*TASK DETAILS*:
Would you reproduce, without any alteration, the lines from the opening line of the entries through the line that has "#[derive(Clone)]" in it?

*DATA RECORDS*:
//! HTTP surface of the relay

pub mod error;

pub use error::ApiError;

use crate::extractor::VideoInfo;
use crate::service::InfoService;
use axum::extract::{RawQuery, State};
use axum::http::{HeaderValue, Method};
use axum::routing::get;
use axum::{Json, Router};
use std::sync::Arc;
use tower_http::cors::{AllowOrigin, Any, CorsLayer};
use tower_http::trace::TraceLayer;
use tracing::warn;

/// Body of the liveness endpoint
pub const LIVENESS_MESSAGE: &str = "ShortsLoad Backend Running";

#[derive(Clone)]
pub struct AppState {
    service: Arc<InfoService>,
}

impl AppState {
    pub fn new(service: Arc<InfoService>) -> Self {
        Self { service }
    }
}

/// Build the router with CORS restricted to `allowed_origins` (any origin when empty)
pub fn router(state: AppState, allowed_origins: &[String]) -> Router {
    Router::new()
        .route("/", get(liveness))
        .route("/api/getinfo", get(get_info))
        .layer(cors_layer(allowed_origins))
        .layer(TraceLayer::new_for_http())
        .with_state(state)
}

fn cors_layer(allowed_origins: &[String]) -> CorsLayer {
    let cors = CorsLayer::new().allow_methods([Method::GET]);
    if allowed_origins.is_empty() {
        return cors.allow_origin(Any);
    }

    let origins: Vec<HeaderValue> = allowed_origins
        .iter()
        .filter_map(|origin| match HeaderValue::from_str(origin) {
            Ok(value) => Some(value),
            Err(e) => {
                warn!("Ignoring invalid CORS origin {:?}: {}", origin, e);
                None
            }
        })
        .collect();
    cors.allow_origin(AllowOrigin::list(origins))
}

async fn liveness() -> &'static str {
    LIVENESS_MESSAGE
}

/// First `url` parameter of a query string.
///
/// Parsed by hand so malformed or repeated parameters still end in the JSON
/// error body rather than the extractor's plain-text rejection.
pub fn url_param(query: Option<&str>) -> Option<String> {
    url::form_urlencoded::parse(query?.as_bytes())
        .find(|(key, _)| key == "url")
        .map(|(_, value)| value.into_owned())
}

async fn get_info(
    State(state): State<AppState>,
    RawQuery(query): RawQuery,
) -> Result<Json<VideoInfo>, ApiError> {
    let url = url_param(query.as_deref()).unwrap_or_default();
    let info = state.service.get_info(&url).await?;
    Ok(Json(info))
}
//! yt-dlp wrapper for metadata extraction
//!
//! Runs `yt-dlp -j --no-warnings <url>` as a child process, collects both
//! output streams and parses the single JSON document written to stdout.

use crate::extractor::models::RawMetadata;
use crate::extractor::traits::MetadataFetcher;
use crate::utils::error::RelayError;
use async_trait::async_trait;
use std::path::{Path, PathBuf};
use std::process::Stdio;
use std::time::Duration;
use tokio::process::Command as AsyncCommand;
use tracing::{debug, error, info, warn};

/// Metadata fetcher backed by the yt-dlp binary
#[derive(Debug, Clone)]
pub struct YtDlpFetcher {
    ytdlp_path: PathBuf,
    timeout: Duration,
}

impl YtDlpFetcher {
    /// Use an explicit binary, or discover one when `path` is `None`
    ///
    /// Search order:
    /// 1. Explicit path
    /// 2. System PATH
    /// 3. Common installation paths (Homebrew, pip, etc.)
    pub fn new(path: Option<PathBuf>, timeout: Duration) -> Result<Self, RelayError> {
        let ytdlp_path = match path.or_else(find_ytdlp) {
            Some(path) => {
                info!("Using yt-dlp at: {}", path.display());
                path
            }
            None => {
                error!("yt-dlp not found anywhere!");
                return Err(RelayError::YtDlpNotFound);
            }
        };

        Ok(Self::with_path(ytdlp_path, timeout))
    }

    /// Wrap a known binary without any lookup
    pub fn with_path(ytdlp_path: impl Into<PathBuf>, timeout: Duration) -> Self {
        Self {
            ytdlp_path: ytdlp_path.into(),
            timeout,
        }
    }

    /// Get the path to yt-dlp being used
    pub fn ytdlp_path(&self) -> &Path {
        &self.ytdlp_path
    }

    pub fn timeout(&self) -> Duration {
        self.timeout
    }

    /// Report the tool version (`yt-dlp --version`)
    pub async fn version(&self) -> Result<String, RelayError> {
        let output = AsyncCommand::new(&self.ytdlp_path)
            .arg("--version")
            .stdin(Stdio::null())
            .kill_on_drop(true)
            .output();
        let output = tokio::time::timeout(self.timeout, output)
            .await
            .map_err(|_| RelayError::Timeout(self.timeout))??;

        if !output.status.success() {
            return Err(RelayError::FetchFailed(format!(
                "--version exited with {}",
                output.status
            )));
        }

        Ok(String::from_utf8_lossy(&output.stdout).trim().to_string())
    }
}

#[async_trait]
impl MetadataFetcher for YtDlpFetcher {
    fn id(&self) -> &'static str {
        "ytdlp"
    }

    async fn fetch(&self, url: &str) -> Result<RawMetadata, RelayError> {
        debug!("Extracting video info for URL: {}", url);

        let output = AsyncCommand::new(&self.ytdlp_path)
            .arg("-j")
            .arg("--no-warnings")
            .arg("--")
            .arg(url)
            .stdin(Stdio::null())
            .stdout(Stdio::piped())
            .stderr(Stdio::piped())
            .kill_on_drop(true)
            .output();

        // the child is killed when the timed-out future is dropped
        let output = match tokio::time::timeout(self.timeout, output).await {
            Ok(result) => result?,
            Err(_) => {
                warn!("yt-dlp timed out after {:?} for {}", self.timeout, url);
                return Err(RelayError::Timeout(self.timeout));
            }
        };

        let stderr = String::from_utf8_lossy(&output.stderr);
        if !output.status.success() {
            error!("yt-dlp extraction failed ({}): {}", output.status, stderr);
            return Err(RelayError::FetchFailed(format!(
                "exit status {}",
                output.status
            )));
        }

        if output.stdout.iter().all(u8::is_ascii_whitespace) {
            error!("yt-dlp produced no output: {}", stderr);
            return Err(RelayError::FetchFailed("empty output".to_string()));
        }

        serde_json::from_slice::<RawMetadata>(&output.stdout).map_err(|e| {
            error!("Failed to parse yt-dlp output: {} (stderr: {})", e, stderr);
            RelayError::Parse(e)
        })
    }
}

// ============================================================
// yt-dlp Detection Functions
// ============================================================

/// Find yt-dlp binary with priority:
/// 1. System PATH
/// 2. Common installation paths
pub fn find_ytdlp() -> Option<PathBuf> {
    if let Some(system) = find_in_path() {
        debug!("Found yt-dlp in PATH: {:?}", system);
        return Some(system);
    }

    if let Some(common) = find_in_common_paths() {
        debug!("Found yt-dlp in common path: {:?}", common);
        return Some(common);
    }

    warn!("yt-dlp not found anywhere!");
    None
}

/// Find yt-dlp in system PATH using `which`
fn find_in_path() -> Option<PathBuf> {
    which::which("yt-dlp").ok().filter(|path| path.exists())
}

/// Find yt-dlp in common installation paths
fn find_in_common_paths() -> Option<PathBuf> {
    let common_paths = [
        // macOS Homebrew (Apple Silicon)
        "/opt/homebrew/bin/yt-dlp",
        // Homebrew (Intel) and manual installs
        "/usr/local/bin/yt-dlp",
        // System
        "/usr/bin/yt-dlp",
        // pip user install
        "~/.local/bin/yt-dlp",
    ];

    common_paths
        .iter()
        .map(|path_str| expand_home(path_str))
        .find(|path| path.exists() && is_executable(path))
}

fn expand_home(path_str: &str) -> PathBuf {
    match path_str.strip_prefix("~/") {
        Some(rest) => dirs::home_dir()
            .map(|home| home.join(rest))
            .unwrap_or_else(|| PathBuf::from(path_str)),
        None => PathBuf::from(path_str),
    }
}

/// Check if a file is executable
fn is_executable(path: &Path) -> bool {
    #[cfg(unix)]
    {
        use std::os::unix::fs::PermissionsExt;

        std::fs::metadata(path)
            .map(|metadata| metadata.is_file() && metadata.permissions().mode() & 0o111 != 0)
            .unwrap_or(false)
    }

    #[cfg(not(unix))]
    {
        path.is_file()
    }
}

*YOUR RESPONSE*:
//! HTTP surface of the relay

pub mod error;

pub use error::ApiError;

use crate::extractor::VideoInfo;
use crate::service::InfoService;
use axum::extract::{RawQuery, State};
use axum::http::{HeaderValue, Method};
use axum::routing::get;
use axum::{Json, Router};
use std::sync::Arc;
use tower_http::cors::{AllowOrigin, Any, CorsLayer};
use tower_http::trace::TraceLayer;
use tracing::warn;

/// Body of the liveness endpoint
pub const LIVENESS_MESSAGE: &str = "ShortsLoad Backend Running";

#[derive(Clone)]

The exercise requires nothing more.